--- PROVIDED RECORDS ---

//! Error types for the service navigation core

use std::fmt;

pub type Result<T> = std::result::Result<T, NavError>;

#[derive(Debug)]
pub enum NavError {
    /// IO operation failed
    Io(std::io::Error),

    /// HTTP request failed before a response was received
    Http(reqwest::Error),

    /// JSON serialization/deserialization failed
    Json(serde_json::Error),

    /// Configuration error
    Config(String),

    /// Local storage could not be read or written
    Storage(String),

    /// Backend answered with a non-success status or could not be reached
    Backend(String),

    /// Referenced service does not exist
    ServiceNotFound(String),

    /// Referenced category does not exist
    CategoryNotFound(String),

    /// Operation would break a catalog invariant
    InvalidOperation(String),

    /// Component has been shut down
    Closed,
}

impl fmt::Display for NavError {
    fn fmt(&self, f: &mut fmt::Formatter<'_>) -> fmt::Result {
        match self {
            NavError::Io(err) => write!(f, "IO error: {}", err),
            NavError::Http(err) => write!(f, "HTTP error: {}", err),
            NavError::Json(err) => write!(f, "JSON error: {}", err),
            NavError::Config(msg) => write!(f, "Configuration error: {}", msg),
            NavError::Storage(msg) => write!(f, "Storage error: {}", msg),
            NavError::Backend(msg) => write!(f, "Backend sync failed: {}", msg),
            NavError::ServiceNotFound(id) => write!(f, "Service not found: {}", id),
            NavError::CategoryNotFound(id) => write!(f, "Category not found: {}", id),
            NavError::InvalidOperation(msg) => write!(f, "Invalid operation: {}", msg),
            NavError::Closed => write!(f, "Component has been shut down"),
        }
    }
}

impl std::error::Error for NavError {
    fn source(&self) -> Option<&(dyn std::error::Error + 'static)> {
        match self {
            NavError::Io(err) => Some(err),
            NavError::Http(err) => Some(err),
            NavError::Json(err) => Some(err),
            _ => None,
        }
    }
}

impl From<std::io::Error> for NavError {
    fn from(err: std::io::Error) -> Self {
        NavError::Io(err)
    }
}

impl From<reqwest::Error> for NavError {
    fn from(err: reqwest::Error) -> Self {
        NavError::Http(err)
    }
}

impl From<serde_json::Error> for NavError {
    fn from(err: serde_json::Error) -> Self {
        NavError::Json(err)
    }
}

/// Failure kinds of an import, kept apart so callers can render the right
/// feedback for each.
#[derive(Debug, Clone, PartialEq, Eq)]
pub enum ImportError {
    /// The file holding the document could not be read
    Read(String),

    /// The document is not well-formed JSON
    Parse(String),

    /// The document is well-formed but violates the export format
    Validation(Vec<String>),
}

impl fmt::Display for ImportError {
    fn fmt(&self, f: &mut fmt::Formatter<'_>) -> fmt::Result {
        match self {
            ImportError::Read(msg) => write!(f, "Failed to read file: {}", msg),
            ImportError::Parse(msg) => write!(f, "Failed to parse JSON: {}", msg),
            ImportError::Validation(errors) => {
                write!(f, "Invalid import data: {}", errors.join("; "))
            }
        }
    }
}

impl std::error::Error for ImportError {}

impl ImportError {
    /// All messages carried by the error, one per violation
    pub fn messages(&self) -> Vec<String> {
        match self {
            ImportError::Validation(errors) => errors.clone(),
            other => vec![other.to_string()],
        }
    }
}
//! Configuration import/export: validation, normalization and merge strategies

use crate::errors::{ImportError, NavError, Result};
use crate::models::{
    Category, ExportData, ExportMetadata, Service, ServiceStatus, current_timestamp_millis,
};
use chrono::{DateTime, SecondsFormat, Utc};
use rand::Rng;
use serde::{Deserialize, Serialize};
use serde_json::Value;
use std::collections::{HashMap, HashSet};
use std::path::{Path, PathBuf};
use std::str::FromStr;
use tracing::{debug, info, warn};

pub const EXPORT_VERSION: &str = "1.0.0";
pub const DEFAULT_EXPORT_PREFIX: &str = "service-nav-config";
pub const DEFAULT_SERVICE_ICON: &str = "globe";

const ID_SUFFIX_ALPHABET: &[u8] = b"0123456789abcdefghijklmnopqrstuvwxyz";

/// How an imported document combines with the current catalog
#[derive(Debug, Clone, Copy, Default, PartialEq, Eq, Serialize, Deserialize)]
#[serde(rename_all = "lowercase")]
pub enum MergeStrategy {
    /// Imported collections become the whole state
    #[default]
    Replace,
    /// Union by id, imported records win
    Merge,
    /// Imported records are added under fresh ids
    Append,
}

impl FromStr for MergeStrategy {
    type Err = NavError;

    fn from_str(s: &str) -> Result<Self> {
        match s.to_lowercase().as_str() {
            "replace" => Ok(MergeStrategy::Replace),
            "merge" => Ok(MergeStrategy::Merge),
            "append" => Ok(MergeStrategy::Append),
            other => Err(NavError::Config(format!("unknown merge strategy: {}", other))),
        }
    }
}

impl std::fmt::Display for MergeStrategy {
    fn fmt(&self, f: &mut std::fmt::Formatter<'_>) -> std::fmt::Result {
        match self {
            MergeStrategy::Replace => write!(f, "replace"),
            MergeStrategy::Merge => write!(f, "merge"),
            MergeStrategy::Append => write!(f, "append"),
        }
    }
}

/// Result of [`validate_import_data`]
#[derive(Debug, Clone, Default, PartialEq, Eq)]
pub struct ValidationReport {
    pub errors: Vec<String>,
}

impl ValidationReport {
    pub fn is_valid(&self) -> bool {
        self.errors.is_empty()
    }
}

/// Collections produced by [`merge_data`]
#[derive(Debug, Clone, PartialEq)]
pub struct MergeResult {
    pub services: Vec<Service>,
    pub categories: Vec<Category>,
}

/// Serialize the catalog as a pretty-printed export document
pub fn export_config(services: &[Service], categories: &[Category]) -> Result<String> {
    let data = ExportData {
        version: EXPORT_VERSION.to_string(),
        export_date: Utc::now().to_rfc3339_opts(SecondsFormat::Millis, true),
        services: services.to_vec(),
        categories: categories.to_vec(),
        metadata: Some(ExportMetadata {
            total_services: services.len(),
            total_categories: categories.len(),
            exported_by: None,
        }),
    };

    Ok(serde_json::to_string_pretty(&data)?)
}

/// Write an export document to `{dir}/{prefix}-{YYYY-MM-DD}.json`
pub async fn download_config(
    dir: impl AsRef<Path>,
    services: &[Service],
    categories: &[Category],
    prefix: Option<&str>,
) -> Result<PathBuf> {
    let document = export_config(services, categories)?;
    let file_name = format!(
        "{}-{}.json",
        prefix.unwrap_or(DEFAULT_EXPORT_PREFIX),
        Utc::now().format("%Y-%m-%d")
    );
    let path = dir.as_ref().join(file_name);

    tokio::fs::create_dir_all(dir.as_ref()).await?;
    tokio::fs::write(&path, document).await?;

    info!(
        "Exported {} services and {} categories to {}",
        services.len(),
        categories.len(),
        path.display()
    );
    Ok(path)
}

/// Structural validation of an import document, collecting every violation
pub fn validate_import_data(data: &Value) -> ValidationReport {
    let mut errors = Vec::new();

    let Some(object) = data.as_object() else {
        errors.push("Invalid data format: expected JSON object".to_string());
        return ValidationReport { errors };
    };

    match object.get("version").and_then(required_text) {
        None => errors.push("Missing version field".to_string()),
        Some(version) if !is_version_compatible(&version) => errors.push(format!(
            "Incompatible version: {}. Current version: {}",
            version, EXPORT_VERSION
        )),
        Some(_) => {}
    }

    match object.get("services").and_then(Value::as_array) {
        None => errors.push("Invalid or missing services array".to_string()),
        Some(services) => {
            for (index, service) in services.iter().enumerate() {
                let missing = missing_fields(service, &["id", "name", "url", "category"]);
                if !missing.is_empty() {
                    errors.push(format!(
                        "Invalid service at index {}: missing required fields ({})",
                        index,
                        missing.join(", ")
                    ));
                }
            }
        }
    }

    match object.get("categories").and_then(Value::as_array) {
        None => errors.push("Invalid or missing categories array".to_string()),
        Some(categories) => {
            for (index, category) in categories.iter().enumerate() {
                let missing = missing_fields(category, &["id", "name"]);
                if !missing.is_empty() {
                    errors.push(format!(
                        "Invalid category at index {}: missing required fields ({})",
                        index,
                        missing.join(", ")
                    ));
                }
            }
        }
    }

    ValidationReport { errors }
}

/// Parse, validate and normalize an import document
pub fn import_config(json: &str) -> std::result::Result<ExportData, ImportError> {
    let data: Value =
        serde_json::from_str(json).map_err(|e| ImportError::Parse(e.to_string()))?;

    let report = validate_import_data(&data);
    if !report.is_valid() {
        warn!("Rejected import with {} validation errors", report.errors.len());
        return Err(ImportError::Validation(report.errors));
    }

    let services: Vec<Service> = data["services"]
        .as_array()
        .map(|list| list.iter().map(normalize_service).collect())
        .unwrap_or_default();
    let categories: Vec<Category> = data["categories"]
        .as_array()
        .map(|list| list.iter().map(normalize_category).collect())
        .unwrap_or_default();

    let metadata = data
        .get("metadata")
        .and_then(|m| serde_json::from_value::<ExportMetadata>(m.clone()).ok());

    debug!(
        "Imported {} services and {} categories",
        services.len(),
        categories.len()
    );

    Ok(ExportData {
        version: data["version"].as_str().unwrap_or(EXPORT_VERSION).to_string(),
        export_date: data["exportDate"].as_str().unwrap_or_default().to_string(),
        services,
        categories,
        metadata,
    })
}

/// Read a file and import its content
pub async fn import_from_file(path: impl AsRef<Path>) -> std::result::Result<ExportData, ImportError> {
    let content = tokio::fs::read_to_string(path.as_ref())
        .await
        .map_err(|e| ImportError::Read(format!("{}: {}", path.as_ref().display(), e)))?;
    import_config(&content)
}

/// Combine imported collections with the existing ones
pub fn merge_data(
    existing_services: &[Service],
    existing_categories: &[Category],
    imported_services: &[Service],
    imported_categories: &[Category],
    strategy: MergeStrategy,
) -> MergeResult {
    debug!(
        "Merging {} services / {} categories into {} / {} with strategy {}",
        imported_services.len(),
        imported_categories.len(),
        existing_services.len(),
        existing_categories.len(),
        strategy
    );

    match strategy {
        MergeStrategy::Replace => MergeResult {
            services: imported_services.to_vec(),
            categories: imported_categories.to_vec(),
        },
        MergeStrategy::Merge => MergeResult {
            services: union_by_id(existing_services, imported_services, |s| &s.id),
            categories: union_by_id(existing_categories, imported_categories, |c| &c.id),
        },
        MergeStrategy::Append => append(
            existing_services,
            existing_categories,
            imported_services,
            imported_categories,
        ),
    }
}

/// Demo document with three categories and three services
pub fn generate_sample_config() -> ExportData {
    let categories = vec![
        Category::new("cat-1".to_string(), "Development".to_string())
            .with_icon("code".to_string())
            .with_color("#3B82F6".to_string()),
        Category::new("cat-2".to_string(), "Production".to_string())
            .with_icon("server".to_string())
            .with_color("#10B981".to_string()),
        Category::new("cat-3".to_string(), "Monitoring".to_string())
            .with_icon("activity".to_string())
            .with_color("#F59E0B".to_string()),
    ];

    let tags = |list: &[&str]| list.iter().map(|t| t.to_string()).collect::<Vec<_>>();
    let services = vec![
        Service::new(
            "srv-1".to_string(),
            "API Gateway".to_string(),
            "http://192.168.1.100:8080".to_string(),
            "cat-1".to_string(),
        )
        .with_description("Main API gateway for microservices".to_string())
        .with_tags(tags(&["API", "Gateway", "Development"])),
        Service::new(
            "srv-2".to_string(),
            "Database Server".to_string(),
            "http://192.168.1.101:5432".to_string(),
            "cat-2".to_string(),
        )
        .with_description("PostgreSQL database server".to_string())
        .with_tags(tags(&["Database", "PostgreSQL", "Production"])),
        Service::new(
            "srv-3".to_string(),
            "Monitoring Dashboard".to_string(),
            "http://192.168.1.102:3000".to_string(),
            "cat-3".to_string(),
        )
        .with_description("Grafana monitoring dashboard".to_string())
        .with_tags(tags(&["Monitoring", "Grafana", "Dashboard"])),
    ];

    ExportData {
        version: EXPORT_VERSION.to_string(),
        export_date: Utc::now().to_rfc3339_opts(SecondsFormat::Millis, true),
        metadata: Some(ExportMetadata {
            total_services: services.len(),
            total_categories: categories.len(),
            exported_by: Some("Sample Generator".to_string()),
        }),
        services,
        categories,
    }
}

/// Only the major component gates compatibility
fn is_version_compatible(version: &str) -> bool {
    let major = |v: &str| v.split('.').next().unwrap_or_default().trim().to_string();
    major(version) == major(EXPORT_VERSION)
}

---

ABOUT THIS TASK: Count every line of the data above that includes the word "tags", then state the total and nothing more.

ANSWER AREA: 4